En effet, petit Pierre montra bientôt de qui il était fils, et à peine éveillé, ne comprenant ni où il était, ni comment il y était venu, il se mit à dévorer. Puis, quand il n’eut plus faim, se trouvant excité comme il arrive aux enfants qui rompent leurs habitudes, il eut plus d’esprit, plus de curiosité et plus de raisonnement qu’à l’ordinaire. Il se fit expliquer où il était, et quand il sut que c’était au milieu d’un bois, il eut un peu peur.

— Y a-t-il des méchantes bêtes dans ce bois ? demanda-t-il à son père.

— Non, fit le père, il n’y en a point. Ne crains rien.

— Tu as donc menti quand tu m’as dit que si j’allais avec toi dans les grands bois les loups m’emporteraient ?

— Voyez-vous ce raisonneur ? dit Germain embarrassé.

— Il a raison, reprit la petite Marie, vous lui avez dit cela : il a bonne mémoire, il s’en souvient. Mais apprends, mon petit Pierre, que ton père ne ment jamais. Nous avons passé les grands bois pendant que tu dormais, et nous sommes à présent dans les petits bois, où il n’y a pas de méchantes bêtes.

— Les petits bois sont-ils bien loin des grands ?

— Assez loin ; d’ailleurs les loups ne sortent pas des grands bois. Et puis, s’il en venait ici, ton père les tuerait.

— Et toi aussi, petite Marie ?

— Et nous aussi, car tu nous aiderais bien, mon Pierre ? Tu n’a pas peur, toi ? Tu taperais bien dessus !

— Oui, oui, dit l’enfant enorgueilli, en prenant une pose héroïque, nous les tuerions !

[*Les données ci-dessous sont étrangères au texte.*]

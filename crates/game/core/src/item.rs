//! Items: shared blueprints, mutable instances, and the capability registry.
//!
//! A blueprint is read-only template data from the catalog. An instance is
//! entity-owned and free to diverge: consuming a reviver seed, for example,
//! atomically replaces the instance with the plain-seed blueprint via
//! [`Item::transform_into`].
//!
//! Behavior hangs off capability tags: each blueprint declares which hooks it
//! implements, and the executor looks the hook up by tag and interprets the
//! declarative effect program behind it. There is no open-ended callback
//! surface.

use std::collections::BTreeMap;

use crate::state::StatKind;

/// Player-facing verbs an item responds to, mapped to trigger words in the
/// blueprint's `actions` table.
#[derive(Clone, Copy, Debug, PartialEq, Eq, PartialOrd, Ord, Hash, strum::Display)]
#[cfg_attr(feature = "serde", derive(serde::Serialize, serde::Deserialize))]
#[strum(serialize_all = "lowercase")]
pub enum ItemVerb {
    Use,
    Drop,
    Throw,
}

/// Capability tags an item can implement.
#[derive(Clone, Copy, Debug, PartialEq, Eq, PartialOrd, Ord, Hash)]
#[cfg_attr(feature = "serde", derive(serde::Serialize, serde::Deserialize))]
pub enum ItemHook {
    /// The item was consumed or activated by its holder.
    Use,
    /// A thrown instance of the item struck an entity.
    Collide,
    /// The holder dropped to zero hp this turn.
    EntityDefeat,
    /// Resolve where a throw in a given direction lands.
    ThrowTarget,
}

/// One step of a hook's declarative effect program.
#[derive(Clone, Debug, PartialEq)]
#[cfg_attr(feature = "serde", derive(serde::Serialize, serde::Deserialize))]
pub enum ItemEffect {
    /// Heal up to the given amount, clamped by the hp ceiling.
    RestoreHp(u32),
    /// Refill up to the given amount of energy.
    RestoreEnergy(u32),
    /// Direct damage, bypassing the combat formula (thrown items).
    InflictDamage(u32),
    /// Reset hp to its ceiling.
    ReviveFull,
    /// Emit a floor-scoped message; `{name}` expands to the affected entity.
    Announce(String),
    /// Atomically become a different item.
    TransformInto(Box<ItemBlueprint>),
}

/// How far a thrown instance of the item travels.
#[derive(Clone, Copy, Debug, PartialEq, Eq)]
#[cfg_attr(feature = "serde", derive(serde::Serialize, serde::Deserialize))]
pub enum ThrowRule {
    /// Flies in a straight line until it hits a wall or an entity.
    Straight,
    /// Lands at most this many tiles away (stops early at walls).
    Fixed(u32),
}

/// Registered behavior behind one capability tag.
#[derive(Clone, Debug, PartialEq)]
#[cfg_attr(feature = "serde", derive(serde::Serialize, serde::Deserialize))]
pub enum HookBehavior {
    /// Effect program interpreted by the executor.
    Effects(Vec<ItemEffect>),
    /// Throw-targeting rule (only meaningful under [`ItemHook::ThrowTarget`]).
    Throw(ThrowRule),
}

/// Passive stat override granted while the item is held.
///
/// Equipping never intercepts stat access; the effective stat is computed by
/// folding these deltas over the base at read time.
#[derive(Clone, Copy, Debug, PartialEq, Eq)]
#[cfg_attr(feature = "serde", derive(serde::Serialize, serde::Deserialize))]
pub enum EquipEffect {
    ModifierDelta { stat: StatKind, delta: i32 },
}

/// Read-only item template from the catalog.
#[derive(Clone, Debug, PartialEq, Default)]
#[cfg_attr(feature = "serde", derive(serde::Serialize, serde::Deserialize))]
pub struct ItemBlueprint {
    pub name: String,
    pub description: String,
    pub actions: BTreeMap<ItemVerb, Vec<String>>,
    pub handlers: BTreeMap<ItemHook, HookBehavior>,
    pub equip: Option<EquipEffect>,
}

impl ItemBlueprint {
    /// Creates an entity-owned instance of this blueprint.
    pub fn instantiate(&self) -> Item {
        Item {
            name: self.name.clone(),
            description: self.description.clone(),
            actions: self.actions.clone(),
            handlers: self.handlers.clone(),
            equip: self.equip,
        }
    }
}

/// Entity-owned item state.
///
/// Starts as a copy of a blueprint and mutates independently afterwards.
#[derive(Clone, Debug, PartialEq)]
#[cfg_attr(feature = "serde", derive(serde::Serialize, serde::Deserialize))]
pub struct Item {
    pub name: String,
    pub description: String,
    pub actions: BTreeMap<ItemVerb, Vec<String>>,
    pub handlers: BTreeMap<ItemHook, HookBehavior>,
    pub equip: Option<EquipEffect>,
}

impl Item {
    /// Atomic replacement of this instance's identity and behavior.
    pub fn transform_into(&mut self, blueprint: &ItemBlueprint) {
        *self = blueprint.instantiate();
    }

    /// Looks up the registered behavior for a capability tag.
    pub fn behavior(&self, hook: ItemHook) -> Option<&HookBehavior> {
        self.handlers.get(&hook)
    }

    /// Effect program for a capability tag, if one is registered.
    pub fn effects(&self, hook: ItemHook) -> Option<&[ItemEffect]> {
        match self.handlers.get(&hook) {
            Some(HookBehavior::Effects(effects)) => Some(effects),
            _ => None,
        }
    }

    /// Throw rule, if the item is throwable.
    pub fn throw_rule(&self) -> Option<ThrowRule> {
        match self.handlers.get(&ItemHook::ThrowTarget) {
            Some(HookBehavior::Throw(rule)) => Some(*rule),
            _ => None,
        }
    }
}
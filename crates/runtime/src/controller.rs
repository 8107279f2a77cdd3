//! Controller implementations: where entity event streams end up.

use std::cell::RefCell;
use std::io;
use std::io::Write;
use std::rc::Rc;

use crawl_core::{Controller, LogEvent};

/// Shared handle onto a [`BufferedController`]'s recorded stream.
pub type EventBuffer = Rc<RefCell<Vec<LogEvent>>>;

/// Collects events into a buffer the session owner can drain.
///
/// This is the controller local AI drivers and tests use; a networked client
/// would sit behind a transport-specific controller instead.
pub struct BufferedController {
    buffer: EventBuffer,
}

impl BufferedController {
    /// Creates the controller together with the shared handle used to read
    /// what it received.
    pub fn new() -> (Self, EventBuffer) {
        let buffer: EventBuffer = Rc::new(RefCell::new(Vec::new()));
        (
            Self {
                buffer: buffer.clone(),
            },
            buffer,
        )
    }
}

impl Controller for BufferedController {
    fn push_event(&mut self, event: LogEvent) {
        self.buffer.borrow_mut().push(event);
    }
}

/// Encodes each event as one JSON line into a writer.
///
/// Useful for replay files and for piping a session's view to another
/// process. Encoding or write failures are logged and dropped; a lossy replay
/// beats a poisoned turn.
pub struct ReplayController<W: io::Write> {
    writer: W,
}

impl<W: io::Write> ReplayController<W> {
    pub fn new(writer: W) -> Self {
        Self { writer }
    }

    pub fn into_inner(self) -> W {
        self.writer
    }
}

impl<W: io::Write> Controller for ReplayController<W> {
    fn push_event(&mut self, event: LogEvent) {
        match serde_json::to_string(&event) {
            Ok(line) => {
                if let Err(error) = writeln!(self.writer, "{line}") {
                    tracing::warn!(%error, "failed to write replay event");
                }
            }
            Err(error) => {
                tracing::warn!(%error, "failed to encode replay event");
            }
        }
    }
}

#[cfg(test)]
mod tests {
    use super::*;
    use crawl_core::{EntityId, EntityRef, Location};

    #[test]
    fn buffered_controller_records_in_order() {
        let (mut controller, buffer) = BufferedController::new();
        controller.push_event(LogEvent::Done);
        controller.push_event(LogEvent::Message {
            text: "hello".into(),
        });
        let events = buffer.borrow();
        assert_eq!(events.len(), 2);
        assert_eq!(events[0], LogEvent::Done);
    }

    #[test]
    fn replay_controller_writes_json_lines() {
        let mut controller = ReplayController::new(Vec::new());
        controller.push_event(LogEvent::Wait {
            entity: EntityRef {
                id: EntityId(3),
                name: "idler".into(),
            },
            location: Location::new(2, 5),
        });
        controller.push_event(LogEvent::Done);
        let output = String::from_utf8(controller.into_inner()).unwrap();
        let lines: Vec<&str> = output.lines().collect();
        assert_eq!(lines.len(), 2);
        assert!(lines[0].contains("\"wait\""));
        assert!(lines[1].contains("\"done\""));
    }
}
//! The built-in item blueprints.
//!
//! Behavior is expressed as capability-keyed effect programs: the engine
//! looks a hook up by tag and interprets the effects. The reviver seed is the
//! interesting one — its defeat hook revives the holder and then transforms
//! the instance into a plain seed, leaving only the use hook behind.

use std::collections::BTreeMap;

use crawl_core::{
    EquipEffect, HookBehavior, ItemBlueprint, ItemEffect, ItemHook, ItemVerb, StatKind, ThrowRule,
};

fn edible_actions() -> BTreeMap<ItemVerb, Vec<String>> {
    BTreeMap::from([
        (ItemVerb::Use, vec!["eat".into(), "use".into()]),
        (ItemVerb::Drop, vec!["drop".into()]),
        (ItemVerb::Throw, vec!["throw".into()]),
    ])
}

fn throwable_actions() -> BTreeMap<ItemVerb, Vec<String>> {
    BTreeMap::from([(
        ItemVerb::Throw,
        vec!["throw".into(), "use".into(), "hurl".into()],
    )])
}

/// What a spent reviver seed turns into.
pub fn plain_seed() -> ItemBlueprint {
    ItemBlueprint {
        name: "Plain Seed".into(),
        description: "Does nothing in particular.  Fills the energy slightly when eaten.".into(),
        actions: edible_actions(),
        handlers: BTreeMap::from([(
            ItemHook::Use,
            HookBehavior::Effects(vec![
                ItemEffect::RestoreEnergy(60),
                ItemEffect::Announce("{name} ate the Plain Seed!".into()),
            ]),
        )]),
        equip: None,
    }
}

/// Revives the holder on defeat.  Fills the energy slightly when eaten.
pub fn reviver_seed() -> ItemBlueprint {
    ItemBlueprint {
        name: "Reviver Seed".into(),
        description: "Revives the holder on defeat.  Fills the energy slightly when eaten.".into(),
        actions: edible_actions(),
        handlers: BTreeMap::from([
            (
                ItemHook::Use,
                HookBehavior::Effects(vec![
                    ItemEffect::RestoreEnergy(60),
                    ItemEffect::Announce("{name} ate the Reviver Seed!".into()),
                ]),
            ),
            (
                ItemHook::EntityDefeat,
                HookBehavior::Effects(vec![
                    ItemEffect::ReviveFull,
                    ItemEffect::Announce("{name} was revived by the Reviver Seed!".into()),
                    ItemEffect::Announce("The Reviver Seed turned into a Plain Seed!".into()),
                    ItemEffect::TransformInto(Box::new(plain_seed())),
                ]),
            ),
        ]),
        equip: None,
    }
}

/// A sweet berry.  Heals some hp and fills the energy when eaten.
pub fn oran_berry() -> ItemBlueprint {
    ItemBlueprint {
        name: "Oran Berry".into(),
        description: "A sweet berry.  Heals 20 HP and fills the energy slightly when eaten.".into(),
        actions: edible_actions(),
        handlers: BTreeMap::from([(
            ItemHook::Use,
            HookBehavior::Effects(vec![
                ItemEffect::Announce("{name} ate the Oran Berry!".into()),
                ItemEffect::RestoreHp(20),
                ItemEffect::RestoreEnergy(90),
            ]),
        )]),
        equip: None,
    }
}

/// Why did you equip this?!?
pub fn antidefense_scarf() -> ItemBlueprint {
    ItemBlueprint {
        name: "Antidefense Scarf".into(),
        description: "Why did you equip this?!?".into(),
        actions: BTreeMap::from([(ItemVerb::Drop, vec!["drop".into()])]),
        handlers: BTreeMap::new(),
        equip: Some(EquipEffect::ModifierDelta {
            stat: StatKind::Defense,
            delta: -6,
        }),
    }
}

/// Can be thrown in a straight line for some damage.
pub fn stick() -> ItemBlueprint {
    ItemBlueprint {
        name: "Stick".into(),
        description: "Can be thrown in a straight line for some damage.".into(),
        actions: throwable_actions(),
        handlers: BTreeMap::from([
            (
                ItemHook::Collide,
                HookBehavior::Effects(vec![ItemEffect::InflictDamage(20)]),
            ),
            (ItemHook::ThrowTarget, HookBehavior::Throw(ThrowRule::Straight)),
        ]),
        equip: None,
    }
}

/// Can be thrown at most one space forward, but hits hard.
pub fn rock() -> ItemBlueprint {
    ItemBlueprint {
        name: "Heavy Rock".into(),
        description: "Can be thrown at most one space forward, but deals 100 damage if it hits."
            .into(),
        actions: throwable_actions(),
        handlers: BTreeMap::from([
            (
                ItemHook::Collide,
                HookBehavior::Effects(vec![ItemEffect::InflictDamage(100)]),
            ),
            (
                ItemHook::ThrowTarget,
                HookBehavior::Throw(ThrowRule::Fixed(1)),
            ),
        ]),
        equip: None,
    }
}

/// Every built-in blueprint.
pub fn all() -> Vec<ItemBlueprint> {
    vec![
        reviver_seed(),
        plain_seed(),
        oran_berry(),
        antidefense_scarf(),
        stick(),
        rock(),
    ]
}

#[cfg(test)]
mod tests {
    use super::*;

    #[test]
    fn reviver_seed_spends_itself_into_a_plain_seed() {
        let mut item = reviver_seed().instantiate();
        let effects = item.effects(ItemHook::EntityDefeat).unwrap().to_vec();
        let transform = effects
            .iter()
            .find_map(|effect| match effect {
                ItemEffect::TransformInto(blueprint) => Some(blueprint),
                _ => None,
            })
            .expect("reviver seed must transform after use");
        item.transform_into(transform);
        assert_eq!(item.name, "Plain Seed");
        assert!(item.effects(ItemHook::EntityDefeat).is_none());
        assert!(item.effects(ItemHook::Use).is_some());
    }

    #[test]
    fn throwables_declare_throw_targeting() {
        assert_eq!(stick().instantiate().throw_rule(), Some(ThrowRule::Straight));
        assert_eq!(rock().instantiate().throw_rule(), Some(ThrowRule::Fixed(1)));
        assert_eq!(oran_berry().instantiate().throw_rule(), None);
    }

    #[test]
    fn scarf_only_overrides_while_held() {
        let scarf = antidefense_scarf();
        assert!(matches!(
            scarf.equip,
            Some(EquipEffect::ModifierDelta {
                stat: StatKind::Defense,
                delta: -6
            })
        ));
        assert!(scarf.handlers.is_empty());
    }
}
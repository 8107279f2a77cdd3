//! The built-in attack catalog.
//!
//! Each constructor returns a fresh [`Attack`] value; entities own their
//! movesets, so nothing here is shared or mutated in place.

use crawl_core::{Accuracy, Attack, OnHitEffect, StatKind, TargetSelector};

/// Charges the foe with a full-body tackle.
pub fn tackle() -> Attack {
    Attack {
        name: "Tackle".into(),
        power: Some(7),
        accuracy: Accuracy::Percent(95),
        target: TargetSelector::Front {
            cuts_corners: false,
        },
        on_hit: Vec::new(),
    }
}

/// Heats the entire room the user is in to dangerous levels.
pub fn overheat() -> Attack {
    Attack {
        name: "Overheat".into(),
        power: Some(10),
        accuracy: Accuracy::Percent(80),
        target: TargetSelector::Room {
            include_self: false,
            include_allies: false,
        },
        on_hit: Vec::new(),
    }
}

/// Calms the user, raising their attack and defense.
pub fn calm_mind() -> Attack {
    Attack {
        name: "Calm Mind".into(),
        power: None,
        accuracy: Accuracy::Always,
        target: TargetSelector::User,
        on_hit: vec![
            OnHitEffect::StatChange {
                stat: StatKind::Attack,
                amount: 1,
            },
            OnHitEffect::StatChange {
                stat: StatKind::Defense,
                amount: 1,
            },
        ],
    }
}

/// Growls cutely to reduce nearby foes' attack.
pub fn growl() -> Attack {
    Attack {
        name: "Growl".into(),
        power: None,
        accuracy: Accuracy::Always,
        target: TargetSelector::Room {
            include_self: false,
            include_allies: false,
        },
        on_hit: vec![OnHitEffect::StatChange {
            stat: StatKind::Attack,
            amount: -1,
        }],
    }
}

/// Squirts water to attack the foe.
pub fn water_gun() -> Attack {
    Attack {
        name: "Water Gun".into(),
        power: Some(5),
        accuracy: Accuracy::Percent(88),
        target: TargetSelector::Front {
            cuts_corners: false,
        },
        on_hit: Vec::new(),
    }
}

/// Lowers the target's defense by one stage.
pub fn tail_whip() -> Attack {
    Attack {
        name: "Tail Whip".into(),
        power: None,
        accuracy: Accuracy::Percent(100),
        target: TargetSelector::Front {
            cuts_corners: false,
        },
        on_hit: vec![OnHitEffect::StatChange {
            stat: StatKind::Defense,
            amount: -1,
        }],
    }
}

/// Inflicts damage on the target. It never misses, even around corners.
pub fn swift() -> Attack {
    Attack {
        name: "Swift".into(),
        power: Some(10),
        accuracy: Accuracy::Always,
        target: TargetSelector::Front { cuts_corners: true },
        on_hit: Vec::new(),
    }
}

/// Every built-in attack, for registries and pickers.
pub fn all() -> Vec<Attack> {
    vec![
        tackle(),
        overheat(),
        calm_mind(),
        growl(),
        water_gun(),
        tail_whip(),
        swift(),
    ]
}
//! Authoritative crawl state.
//!
//! A [`CrawlState`] is created once per floor entry and replaced wholesale on
//! floor advancement or conclusion. Everything inside it is mutated
//! exclusively through the engine's execute pipeline.

mod entity;
mod floor;
mod stats;

pub use entity::{Alignment, CrawlEntity, EntityId, are_aligned};
pub use floor::{DungeonTile, Floor, FloorMap, Location, MapError, RoomId, TileKind};
pub use stats::{BoostedStat, EntityStats, ResourceMeter, StatKind};

use crate::event::LogEvent;
use crate::visibility;

/// Static descriptor of the dungeon being crawled.
///
/// Consumed by the floor generator; the engine itself only reads the name and
/// the depth at which the crawl concludes successfully.
#[derive(Clone, Debug, PartialEq, Eq)]
#[cfg_attr(feature = "serde", derive(serde::Serialize, serde::Deserialize))]
pub struct Dungeon {
    pub name: String,
    /// Total floor count; clearing the last one wins the crawl.
    pub floors: u32,
}

/// Crawl lifecycle: live floor state or a terminal summary.
///
/// Once concluded, a crawl is never mutated again; the engine refuses further
/// actions against it.
#[derive(Debug)]
pub enum CrawlState {
    InProgress(InProgressCrawl),
    Concluded(ConcludedCrawl),
}

impl CrawlState {
    pub fn is_concluded(&self) -> bool {
        matches!(self, CrawlState::Concluded(_))
    }

    pub fn as_in_progress(&self) -> Option<&InProgressCrawl> {
        match self {
            CrawlState::InProgress(crawl) => Some(crawl),
            CrawlState::Concluded(_) => None,
        }
    }

    pub fn as_concluded(&self) -> Option<&ConcludedCrawl> {
        match self {
            CrawlState::InProgress(_) => None,
            CrawlState::Concluded(concluded) => Some(concluded),
        }
    }
}

/// Live state of one floor.
#[derive(Debug)]
pub struct InProgressCrawl {
    pub dungeon: Dungeon,
    pub floor: Floor,
    pub entities: Vec<CrawlEntity>,
    /// Base seed for deterministic accuracy rolls; fixed at crawl start.
    pub seed: u64,
    /// Monotonic action counter, mixed into roll seeds so repeated attacks
    /// do not repeat outcomes.
    pub nonce: u64,
}

impl InProgressCrawl {
    pub fn entity(&self, id: EntityId) -> Option<&CrawlEntity> {
        self.entities.iter().find(|entity| entity.id == id)
    }

    pub fn entity_mut(&mut self, id: EntityId) -> Option<&mut CrawlEntity> {
        self.entities.iter_mut().find(|entity| entity.id == id)
    }

    pub fn entity_at(&self, location: Location) -> Option<&CrawlEntity> {
        self.entities
            .iter()
            .find(|entity| entity.location == location)
    }

    /// Delivers an event to every entity that could have observed it.
    pub fn propagate(&mut self, event: LogEvent) {
        visibility::propagate_log_event(&self.floor.map, &mut self.entities, &event);
    }
}

/// Terminal crawl outcome.
#[derive(Clone, Debug, PartialEq, Eq)]
#[cfg_attr(feature = "serde", derive(serde::Serialize, serde::Deserialize))]
pub struct ConcludedCrawl {
    pub success: bool,
    pub summary: CrawlSummary,
}

/// What the session layer reports once a crawl ends.
#[derive(Clone, Debug, PartialEq, Eq)]
#[cfg_attr(feature = "serde", derive(serde::Serialize, serde::Deserialize))]
pub struct CrawlSummary {
    pub dungeon: String,
    pub floors_cleared: u32,
}
//! Loaders for reading content from RON data files.
//!
//! Loaders deserialize directly into `crawl-core` types; there is no separate
//! format layer.

pub mod attacks;

pub use attacks::AttackRegistry;

/// Common result type for loaders.
pub type LoadResult<T> = anyhow::Result<T>;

— Il n’y a personne comme toi pour parler aux enfants, dit Germain à la petite Marie, et pour leur faire entendre raison. Il est vrai qu’il n’y a pas longtemps que tu étais toi-même un petit enfant, et tu te souviens de ce que te disait ta mère. Je crois bien que plus on est jeune, mieux on s’entend avec ceux qui le sont. J’ai grand’peur qu’une femme de trente ans, qui ne sait pas encore ce que c’est que d’être mère, n’apprenne avec peine à babiller et à raisonner avec des marmots.

— Pourquoi donc pas, Germain ? Je ne sais pourquoi vous avez une mauvaise idée touchant cette femme ; vous en reviendrez !

— Au diable la femme ! dit Germain. Je voudrais en être revenu pour n’y plus retourner. Qu’ai-je besoin d’une femme que je ne connais pas ?

— Mon petit père, dit l’enfant, pourquoi donc est-ce que tu parles toujours de ta femme aujourd’hui, puisqu’elle est morte ?…

— Hélas ! tu ne l’as donc pas oubliée, toi, ta pauvre chère mère ?

— Non, puisque je l’ai vu mettre dans une belle boîte de bois blanc, et que ma grand’mère m’a conduit auprès pour l’embrasser et lui dire adieu !… Elle était toute blanche et toute froide, et tous les soirs ma tante me fait prier le bon Dieu pour qu’elle aille se réchauffer avec lui dans le ciel. Crois-tu qu’elle y soit, à présent ?

— Je l’espère, mon enfant ; mais il faut toujours prier, ça fait voir à ta mère que tu l’aimes.